**What is expected:**
Copy out all lines of the records in which the word "JunctionPolicy" appears.

**Data shown:**
[Start of Attachment]

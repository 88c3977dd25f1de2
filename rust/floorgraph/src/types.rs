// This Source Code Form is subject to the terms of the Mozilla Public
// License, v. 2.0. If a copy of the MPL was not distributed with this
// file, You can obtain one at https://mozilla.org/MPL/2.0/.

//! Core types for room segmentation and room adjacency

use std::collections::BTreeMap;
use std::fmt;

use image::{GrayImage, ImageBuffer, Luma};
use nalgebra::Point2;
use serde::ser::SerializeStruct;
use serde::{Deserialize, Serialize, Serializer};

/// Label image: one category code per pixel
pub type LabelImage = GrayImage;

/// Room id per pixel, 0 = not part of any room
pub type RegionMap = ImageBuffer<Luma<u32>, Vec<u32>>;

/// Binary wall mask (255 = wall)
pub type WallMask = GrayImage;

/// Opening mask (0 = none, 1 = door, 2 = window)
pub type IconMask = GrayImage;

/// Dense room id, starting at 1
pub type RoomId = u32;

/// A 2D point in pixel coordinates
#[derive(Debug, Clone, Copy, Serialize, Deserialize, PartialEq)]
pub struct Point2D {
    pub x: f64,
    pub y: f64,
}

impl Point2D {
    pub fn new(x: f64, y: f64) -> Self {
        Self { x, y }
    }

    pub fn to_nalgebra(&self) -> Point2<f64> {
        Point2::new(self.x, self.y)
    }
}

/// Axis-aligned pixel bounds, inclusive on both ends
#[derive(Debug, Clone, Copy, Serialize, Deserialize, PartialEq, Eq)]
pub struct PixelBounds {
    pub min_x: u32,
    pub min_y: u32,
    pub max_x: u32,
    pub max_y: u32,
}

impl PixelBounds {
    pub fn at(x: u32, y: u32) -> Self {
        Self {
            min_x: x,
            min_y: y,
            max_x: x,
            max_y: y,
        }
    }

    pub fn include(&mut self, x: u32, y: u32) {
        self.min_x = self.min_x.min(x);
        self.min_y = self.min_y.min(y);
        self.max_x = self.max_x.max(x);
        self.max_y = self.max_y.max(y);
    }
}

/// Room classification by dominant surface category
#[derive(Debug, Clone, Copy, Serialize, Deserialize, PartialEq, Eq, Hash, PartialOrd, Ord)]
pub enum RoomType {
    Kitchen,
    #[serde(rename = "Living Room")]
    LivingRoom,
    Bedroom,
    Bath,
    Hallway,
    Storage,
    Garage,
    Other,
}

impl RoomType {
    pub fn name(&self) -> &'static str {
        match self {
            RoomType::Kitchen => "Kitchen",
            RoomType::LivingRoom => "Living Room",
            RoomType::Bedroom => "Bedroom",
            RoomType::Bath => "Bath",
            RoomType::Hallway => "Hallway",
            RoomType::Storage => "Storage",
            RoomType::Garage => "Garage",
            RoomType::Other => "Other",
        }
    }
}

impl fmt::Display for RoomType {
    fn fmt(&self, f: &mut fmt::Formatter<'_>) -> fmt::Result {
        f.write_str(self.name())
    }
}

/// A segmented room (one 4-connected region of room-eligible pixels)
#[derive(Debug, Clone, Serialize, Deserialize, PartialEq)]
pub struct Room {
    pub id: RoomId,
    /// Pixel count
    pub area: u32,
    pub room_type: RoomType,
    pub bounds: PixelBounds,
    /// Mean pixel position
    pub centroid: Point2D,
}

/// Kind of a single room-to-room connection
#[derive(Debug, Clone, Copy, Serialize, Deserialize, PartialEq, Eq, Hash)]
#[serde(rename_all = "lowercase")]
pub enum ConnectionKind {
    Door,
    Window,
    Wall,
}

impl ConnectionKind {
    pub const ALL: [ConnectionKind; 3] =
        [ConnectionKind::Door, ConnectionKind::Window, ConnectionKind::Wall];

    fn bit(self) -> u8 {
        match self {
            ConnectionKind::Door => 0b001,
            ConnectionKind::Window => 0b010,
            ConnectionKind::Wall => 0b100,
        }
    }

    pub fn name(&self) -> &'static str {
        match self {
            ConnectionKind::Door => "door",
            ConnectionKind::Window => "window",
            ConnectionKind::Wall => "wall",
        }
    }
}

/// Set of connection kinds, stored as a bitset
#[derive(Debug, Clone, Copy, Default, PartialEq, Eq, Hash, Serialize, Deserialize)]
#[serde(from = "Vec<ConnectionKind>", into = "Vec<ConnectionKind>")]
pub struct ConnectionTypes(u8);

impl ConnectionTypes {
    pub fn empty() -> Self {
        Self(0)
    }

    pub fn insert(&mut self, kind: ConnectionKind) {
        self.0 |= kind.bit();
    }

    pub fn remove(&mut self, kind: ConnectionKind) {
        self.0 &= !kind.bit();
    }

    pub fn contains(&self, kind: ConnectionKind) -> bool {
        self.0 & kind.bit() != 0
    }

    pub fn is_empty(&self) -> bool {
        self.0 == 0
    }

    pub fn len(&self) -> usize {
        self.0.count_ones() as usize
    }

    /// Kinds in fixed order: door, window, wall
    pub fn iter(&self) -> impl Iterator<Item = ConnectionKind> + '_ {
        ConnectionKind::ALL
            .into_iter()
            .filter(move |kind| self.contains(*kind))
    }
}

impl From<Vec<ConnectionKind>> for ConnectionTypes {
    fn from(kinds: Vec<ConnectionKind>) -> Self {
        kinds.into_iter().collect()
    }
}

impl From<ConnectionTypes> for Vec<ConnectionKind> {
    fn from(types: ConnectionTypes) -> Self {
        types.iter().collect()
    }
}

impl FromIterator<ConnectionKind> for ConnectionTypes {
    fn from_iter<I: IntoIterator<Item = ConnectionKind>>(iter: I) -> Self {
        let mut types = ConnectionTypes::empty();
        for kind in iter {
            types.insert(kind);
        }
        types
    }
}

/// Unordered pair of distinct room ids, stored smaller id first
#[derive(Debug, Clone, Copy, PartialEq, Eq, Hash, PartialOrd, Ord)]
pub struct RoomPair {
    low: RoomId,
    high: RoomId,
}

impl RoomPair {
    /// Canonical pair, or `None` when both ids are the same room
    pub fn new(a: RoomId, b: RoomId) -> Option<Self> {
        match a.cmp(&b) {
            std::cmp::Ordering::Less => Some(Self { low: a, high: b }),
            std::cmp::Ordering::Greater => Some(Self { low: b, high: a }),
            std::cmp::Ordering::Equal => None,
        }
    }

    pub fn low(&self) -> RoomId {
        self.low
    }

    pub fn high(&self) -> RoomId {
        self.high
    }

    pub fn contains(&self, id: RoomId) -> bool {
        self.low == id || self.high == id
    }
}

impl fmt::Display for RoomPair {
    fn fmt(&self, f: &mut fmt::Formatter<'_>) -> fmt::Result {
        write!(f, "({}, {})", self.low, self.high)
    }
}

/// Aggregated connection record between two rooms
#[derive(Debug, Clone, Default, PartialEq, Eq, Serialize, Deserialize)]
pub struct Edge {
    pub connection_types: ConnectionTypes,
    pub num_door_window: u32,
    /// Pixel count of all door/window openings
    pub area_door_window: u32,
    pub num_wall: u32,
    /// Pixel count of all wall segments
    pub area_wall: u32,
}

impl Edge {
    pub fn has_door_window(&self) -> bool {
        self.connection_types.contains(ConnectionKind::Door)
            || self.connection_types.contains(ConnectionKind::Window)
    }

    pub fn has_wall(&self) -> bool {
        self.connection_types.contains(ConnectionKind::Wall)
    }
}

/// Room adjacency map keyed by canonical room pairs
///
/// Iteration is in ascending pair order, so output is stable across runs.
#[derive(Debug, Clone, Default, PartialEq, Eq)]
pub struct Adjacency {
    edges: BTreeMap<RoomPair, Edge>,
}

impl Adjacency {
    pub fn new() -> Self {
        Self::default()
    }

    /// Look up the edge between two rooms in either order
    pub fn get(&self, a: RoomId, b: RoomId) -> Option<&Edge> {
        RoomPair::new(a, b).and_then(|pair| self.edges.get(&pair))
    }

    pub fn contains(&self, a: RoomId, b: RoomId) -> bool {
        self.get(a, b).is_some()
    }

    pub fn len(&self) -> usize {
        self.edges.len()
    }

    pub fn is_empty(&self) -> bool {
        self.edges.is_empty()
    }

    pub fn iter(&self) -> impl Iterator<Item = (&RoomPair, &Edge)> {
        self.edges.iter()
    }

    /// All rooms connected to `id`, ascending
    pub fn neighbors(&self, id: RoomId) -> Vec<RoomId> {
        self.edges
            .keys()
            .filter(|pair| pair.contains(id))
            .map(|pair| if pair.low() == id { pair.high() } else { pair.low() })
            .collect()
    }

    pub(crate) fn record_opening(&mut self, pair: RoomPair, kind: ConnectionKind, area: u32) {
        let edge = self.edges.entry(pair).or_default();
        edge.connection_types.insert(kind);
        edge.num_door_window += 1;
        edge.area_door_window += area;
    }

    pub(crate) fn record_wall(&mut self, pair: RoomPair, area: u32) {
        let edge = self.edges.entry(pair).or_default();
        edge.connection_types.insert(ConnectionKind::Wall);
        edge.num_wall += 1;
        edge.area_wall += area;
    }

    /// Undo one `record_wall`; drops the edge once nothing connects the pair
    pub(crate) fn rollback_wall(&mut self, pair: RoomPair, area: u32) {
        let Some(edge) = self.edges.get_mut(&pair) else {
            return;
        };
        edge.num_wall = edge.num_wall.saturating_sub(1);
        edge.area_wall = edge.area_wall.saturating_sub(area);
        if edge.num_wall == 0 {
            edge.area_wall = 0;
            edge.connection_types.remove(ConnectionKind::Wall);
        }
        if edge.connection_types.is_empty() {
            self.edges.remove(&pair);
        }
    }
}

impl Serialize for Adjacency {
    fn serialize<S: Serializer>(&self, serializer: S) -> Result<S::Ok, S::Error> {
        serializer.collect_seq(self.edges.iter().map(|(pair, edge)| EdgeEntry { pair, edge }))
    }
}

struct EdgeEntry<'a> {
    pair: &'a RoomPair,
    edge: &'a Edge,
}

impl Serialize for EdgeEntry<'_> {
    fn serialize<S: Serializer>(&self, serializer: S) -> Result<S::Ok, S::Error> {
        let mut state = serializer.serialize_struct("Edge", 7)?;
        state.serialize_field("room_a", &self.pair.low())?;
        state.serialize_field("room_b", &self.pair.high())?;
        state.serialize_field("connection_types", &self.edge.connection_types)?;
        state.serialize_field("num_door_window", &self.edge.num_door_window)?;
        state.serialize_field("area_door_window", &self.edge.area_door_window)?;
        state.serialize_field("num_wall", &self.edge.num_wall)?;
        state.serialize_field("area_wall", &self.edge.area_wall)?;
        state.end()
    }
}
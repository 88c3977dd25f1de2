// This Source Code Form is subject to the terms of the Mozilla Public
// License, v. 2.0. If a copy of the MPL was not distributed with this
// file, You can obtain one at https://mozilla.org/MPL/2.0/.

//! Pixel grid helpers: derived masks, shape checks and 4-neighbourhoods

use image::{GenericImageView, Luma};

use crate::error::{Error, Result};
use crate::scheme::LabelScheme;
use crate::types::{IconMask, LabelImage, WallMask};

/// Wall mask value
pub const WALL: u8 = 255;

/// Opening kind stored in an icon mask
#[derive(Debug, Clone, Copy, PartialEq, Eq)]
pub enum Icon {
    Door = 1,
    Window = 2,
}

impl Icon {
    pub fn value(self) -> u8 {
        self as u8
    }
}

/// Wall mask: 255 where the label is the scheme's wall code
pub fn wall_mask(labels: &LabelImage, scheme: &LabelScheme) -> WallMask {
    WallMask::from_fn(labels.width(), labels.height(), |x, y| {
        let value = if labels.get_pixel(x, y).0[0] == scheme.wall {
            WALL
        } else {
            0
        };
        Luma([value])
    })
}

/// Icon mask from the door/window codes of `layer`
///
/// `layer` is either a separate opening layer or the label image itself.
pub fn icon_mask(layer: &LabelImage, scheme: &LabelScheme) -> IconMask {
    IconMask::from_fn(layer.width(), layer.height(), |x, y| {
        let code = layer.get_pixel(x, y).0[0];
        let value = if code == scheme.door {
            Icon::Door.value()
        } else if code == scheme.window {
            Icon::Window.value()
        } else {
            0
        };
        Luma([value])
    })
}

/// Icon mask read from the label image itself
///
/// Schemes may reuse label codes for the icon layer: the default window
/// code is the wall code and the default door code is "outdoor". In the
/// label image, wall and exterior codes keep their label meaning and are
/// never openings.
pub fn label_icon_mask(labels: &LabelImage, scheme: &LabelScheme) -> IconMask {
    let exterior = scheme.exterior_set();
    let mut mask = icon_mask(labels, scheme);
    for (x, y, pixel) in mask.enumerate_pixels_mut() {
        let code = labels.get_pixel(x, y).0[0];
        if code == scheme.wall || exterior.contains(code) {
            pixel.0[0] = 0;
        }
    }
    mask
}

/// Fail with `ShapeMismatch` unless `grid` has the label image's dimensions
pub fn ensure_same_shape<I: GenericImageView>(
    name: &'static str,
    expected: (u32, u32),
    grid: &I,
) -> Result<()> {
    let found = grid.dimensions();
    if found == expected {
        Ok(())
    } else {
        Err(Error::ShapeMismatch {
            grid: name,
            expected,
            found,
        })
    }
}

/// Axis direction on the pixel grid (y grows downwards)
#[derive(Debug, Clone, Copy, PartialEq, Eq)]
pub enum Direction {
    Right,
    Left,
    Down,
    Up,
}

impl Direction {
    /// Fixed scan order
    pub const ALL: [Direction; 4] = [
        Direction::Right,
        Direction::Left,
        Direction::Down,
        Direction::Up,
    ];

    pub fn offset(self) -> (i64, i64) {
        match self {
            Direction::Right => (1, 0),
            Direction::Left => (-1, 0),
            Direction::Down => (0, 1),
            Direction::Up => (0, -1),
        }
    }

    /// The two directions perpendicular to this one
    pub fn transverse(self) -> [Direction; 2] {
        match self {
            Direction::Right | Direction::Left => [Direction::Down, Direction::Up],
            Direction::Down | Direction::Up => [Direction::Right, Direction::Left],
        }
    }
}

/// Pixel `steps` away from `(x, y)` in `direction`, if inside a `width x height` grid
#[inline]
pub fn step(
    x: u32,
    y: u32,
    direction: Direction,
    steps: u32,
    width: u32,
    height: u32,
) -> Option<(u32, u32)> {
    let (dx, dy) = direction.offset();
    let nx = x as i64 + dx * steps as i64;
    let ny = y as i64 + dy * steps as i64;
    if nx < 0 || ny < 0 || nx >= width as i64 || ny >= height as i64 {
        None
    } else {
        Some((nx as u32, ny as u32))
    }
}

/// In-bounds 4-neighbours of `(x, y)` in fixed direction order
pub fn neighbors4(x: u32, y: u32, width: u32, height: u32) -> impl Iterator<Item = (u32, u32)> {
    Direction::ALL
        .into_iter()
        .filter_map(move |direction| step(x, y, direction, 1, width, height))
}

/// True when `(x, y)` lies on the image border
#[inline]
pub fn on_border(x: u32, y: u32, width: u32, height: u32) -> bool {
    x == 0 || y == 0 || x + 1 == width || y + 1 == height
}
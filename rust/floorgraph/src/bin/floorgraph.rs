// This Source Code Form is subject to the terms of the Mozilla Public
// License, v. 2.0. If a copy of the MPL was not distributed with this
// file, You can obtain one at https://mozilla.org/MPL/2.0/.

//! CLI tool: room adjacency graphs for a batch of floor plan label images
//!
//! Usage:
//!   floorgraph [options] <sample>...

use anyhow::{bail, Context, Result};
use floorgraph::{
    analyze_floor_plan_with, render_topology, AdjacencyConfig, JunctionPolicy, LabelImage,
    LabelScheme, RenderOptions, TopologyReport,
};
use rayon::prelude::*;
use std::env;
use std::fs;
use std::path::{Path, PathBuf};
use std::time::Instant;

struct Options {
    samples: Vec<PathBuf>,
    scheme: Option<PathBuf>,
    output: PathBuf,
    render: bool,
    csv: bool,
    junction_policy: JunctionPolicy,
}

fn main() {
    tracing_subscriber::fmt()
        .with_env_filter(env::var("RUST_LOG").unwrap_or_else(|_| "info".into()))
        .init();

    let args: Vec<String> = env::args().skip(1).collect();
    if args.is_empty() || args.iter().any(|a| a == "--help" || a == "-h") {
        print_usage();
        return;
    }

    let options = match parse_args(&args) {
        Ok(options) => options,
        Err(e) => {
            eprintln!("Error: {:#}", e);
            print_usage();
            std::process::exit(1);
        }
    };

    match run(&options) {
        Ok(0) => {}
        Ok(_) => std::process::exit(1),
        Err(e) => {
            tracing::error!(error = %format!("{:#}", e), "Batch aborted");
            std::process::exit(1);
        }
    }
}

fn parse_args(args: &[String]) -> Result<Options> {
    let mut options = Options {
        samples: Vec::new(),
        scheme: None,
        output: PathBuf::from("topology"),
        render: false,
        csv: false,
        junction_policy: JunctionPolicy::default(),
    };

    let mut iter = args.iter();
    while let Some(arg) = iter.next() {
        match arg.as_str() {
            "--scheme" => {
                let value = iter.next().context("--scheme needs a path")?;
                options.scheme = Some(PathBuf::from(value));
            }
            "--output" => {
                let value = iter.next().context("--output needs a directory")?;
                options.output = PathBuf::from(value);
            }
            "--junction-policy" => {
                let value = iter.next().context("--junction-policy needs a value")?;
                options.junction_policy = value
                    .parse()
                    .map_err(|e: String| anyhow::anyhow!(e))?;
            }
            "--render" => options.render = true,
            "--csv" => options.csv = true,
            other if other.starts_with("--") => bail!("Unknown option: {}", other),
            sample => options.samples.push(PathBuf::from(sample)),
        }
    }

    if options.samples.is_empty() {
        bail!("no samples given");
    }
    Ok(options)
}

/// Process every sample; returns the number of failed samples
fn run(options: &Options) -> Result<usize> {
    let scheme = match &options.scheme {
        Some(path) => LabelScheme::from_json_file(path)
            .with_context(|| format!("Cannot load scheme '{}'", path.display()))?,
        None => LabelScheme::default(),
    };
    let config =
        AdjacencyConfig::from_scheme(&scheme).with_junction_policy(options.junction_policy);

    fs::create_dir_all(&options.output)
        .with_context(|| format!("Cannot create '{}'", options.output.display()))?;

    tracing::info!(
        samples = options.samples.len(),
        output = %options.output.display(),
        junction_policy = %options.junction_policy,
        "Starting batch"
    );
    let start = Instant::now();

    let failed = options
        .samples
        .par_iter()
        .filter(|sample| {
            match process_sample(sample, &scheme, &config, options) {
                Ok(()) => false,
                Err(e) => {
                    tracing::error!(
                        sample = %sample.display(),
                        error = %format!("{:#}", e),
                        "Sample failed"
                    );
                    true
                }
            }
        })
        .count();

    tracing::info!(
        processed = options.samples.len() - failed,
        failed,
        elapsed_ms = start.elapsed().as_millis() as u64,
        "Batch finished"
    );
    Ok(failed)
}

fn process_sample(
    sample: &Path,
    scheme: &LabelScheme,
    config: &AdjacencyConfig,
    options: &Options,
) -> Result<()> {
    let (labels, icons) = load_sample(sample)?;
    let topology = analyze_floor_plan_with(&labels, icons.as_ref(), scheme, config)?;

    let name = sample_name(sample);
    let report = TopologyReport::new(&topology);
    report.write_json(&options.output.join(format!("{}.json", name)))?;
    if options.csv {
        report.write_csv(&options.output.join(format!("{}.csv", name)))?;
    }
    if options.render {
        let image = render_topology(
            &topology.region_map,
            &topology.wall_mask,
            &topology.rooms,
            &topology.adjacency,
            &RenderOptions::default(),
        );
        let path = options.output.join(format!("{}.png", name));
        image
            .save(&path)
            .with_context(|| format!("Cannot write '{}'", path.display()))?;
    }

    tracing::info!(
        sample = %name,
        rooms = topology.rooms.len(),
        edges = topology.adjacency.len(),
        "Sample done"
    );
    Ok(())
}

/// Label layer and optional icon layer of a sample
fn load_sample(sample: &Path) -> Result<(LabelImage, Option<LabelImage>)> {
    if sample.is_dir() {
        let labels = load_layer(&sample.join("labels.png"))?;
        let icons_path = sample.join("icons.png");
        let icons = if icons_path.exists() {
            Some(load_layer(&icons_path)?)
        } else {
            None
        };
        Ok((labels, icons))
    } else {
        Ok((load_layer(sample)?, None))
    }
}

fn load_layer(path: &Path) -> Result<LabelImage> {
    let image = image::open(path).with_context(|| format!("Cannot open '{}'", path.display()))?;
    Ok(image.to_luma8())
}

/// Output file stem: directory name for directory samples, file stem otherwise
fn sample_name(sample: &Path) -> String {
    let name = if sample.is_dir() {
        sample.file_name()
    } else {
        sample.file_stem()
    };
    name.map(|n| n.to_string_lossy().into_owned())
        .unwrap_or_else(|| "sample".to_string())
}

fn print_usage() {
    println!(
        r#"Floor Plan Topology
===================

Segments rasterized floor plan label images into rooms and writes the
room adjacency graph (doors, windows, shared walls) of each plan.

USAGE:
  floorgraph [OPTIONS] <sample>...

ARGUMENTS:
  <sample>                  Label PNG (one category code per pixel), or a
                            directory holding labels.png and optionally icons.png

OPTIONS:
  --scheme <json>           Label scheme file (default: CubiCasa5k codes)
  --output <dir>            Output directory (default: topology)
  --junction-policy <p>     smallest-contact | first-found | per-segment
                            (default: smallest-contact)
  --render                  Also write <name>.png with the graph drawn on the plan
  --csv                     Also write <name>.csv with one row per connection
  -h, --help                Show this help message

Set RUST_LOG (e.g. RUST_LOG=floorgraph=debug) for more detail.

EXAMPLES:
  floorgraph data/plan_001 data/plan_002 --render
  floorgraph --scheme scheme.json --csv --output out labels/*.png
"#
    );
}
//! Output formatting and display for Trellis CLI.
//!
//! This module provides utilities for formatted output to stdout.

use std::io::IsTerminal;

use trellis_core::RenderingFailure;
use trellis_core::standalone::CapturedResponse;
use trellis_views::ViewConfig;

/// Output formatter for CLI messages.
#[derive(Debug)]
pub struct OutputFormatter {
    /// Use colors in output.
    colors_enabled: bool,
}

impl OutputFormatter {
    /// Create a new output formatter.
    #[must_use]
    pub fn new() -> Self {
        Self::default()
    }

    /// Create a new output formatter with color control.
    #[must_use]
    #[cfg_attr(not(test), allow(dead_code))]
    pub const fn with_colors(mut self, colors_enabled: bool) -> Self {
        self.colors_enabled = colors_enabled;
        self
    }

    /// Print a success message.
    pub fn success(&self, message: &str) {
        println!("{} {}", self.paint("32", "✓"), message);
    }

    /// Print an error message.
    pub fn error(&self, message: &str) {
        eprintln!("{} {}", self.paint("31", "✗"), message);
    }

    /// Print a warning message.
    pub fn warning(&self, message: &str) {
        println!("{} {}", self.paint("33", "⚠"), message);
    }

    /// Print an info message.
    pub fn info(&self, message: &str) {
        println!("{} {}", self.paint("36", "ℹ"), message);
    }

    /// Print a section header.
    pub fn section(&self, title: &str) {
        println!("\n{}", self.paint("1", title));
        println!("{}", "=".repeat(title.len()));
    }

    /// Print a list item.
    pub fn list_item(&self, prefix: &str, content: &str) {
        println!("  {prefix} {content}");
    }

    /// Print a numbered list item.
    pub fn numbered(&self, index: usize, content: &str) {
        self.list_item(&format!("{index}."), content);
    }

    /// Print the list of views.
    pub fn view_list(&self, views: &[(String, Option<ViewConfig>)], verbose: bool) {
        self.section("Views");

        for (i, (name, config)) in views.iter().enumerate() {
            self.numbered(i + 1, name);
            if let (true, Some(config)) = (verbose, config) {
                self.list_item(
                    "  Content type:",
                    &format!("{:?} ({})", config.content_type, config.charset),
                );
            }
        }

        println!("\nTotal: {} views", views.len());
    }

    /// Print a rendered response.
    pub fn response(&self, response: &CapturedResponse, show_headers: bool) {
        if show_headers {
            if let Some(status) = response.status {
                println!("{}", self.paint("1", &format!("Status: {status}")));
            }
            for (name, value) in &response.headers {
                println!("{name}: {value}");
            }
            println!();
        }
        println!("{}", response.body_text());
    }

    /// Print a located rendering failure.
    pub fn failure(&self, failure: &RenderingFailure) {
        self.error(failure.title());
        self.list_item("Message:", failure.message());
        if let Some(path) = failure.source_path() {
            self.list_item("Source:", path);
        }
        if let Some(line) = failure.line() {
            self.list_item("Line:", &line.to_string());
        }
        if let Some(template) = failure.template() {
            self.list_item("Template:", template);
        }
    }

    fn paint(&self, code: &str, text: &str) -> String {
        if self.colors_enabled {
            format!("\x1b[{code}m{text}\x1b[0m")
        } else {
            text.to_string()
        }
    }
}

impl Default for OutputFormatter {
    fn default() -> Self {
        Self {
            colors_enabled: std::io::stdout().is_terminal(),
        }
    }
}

[End of Attachment]

**Solution to this exercise:**
    analyze_floor_plan_with, render_topology, AdjacencyConfig, JunctionPolicy, LabelImage,
    junction_policy: JunctionPolicy,
        junction_policy: JunctionPolicy::default(),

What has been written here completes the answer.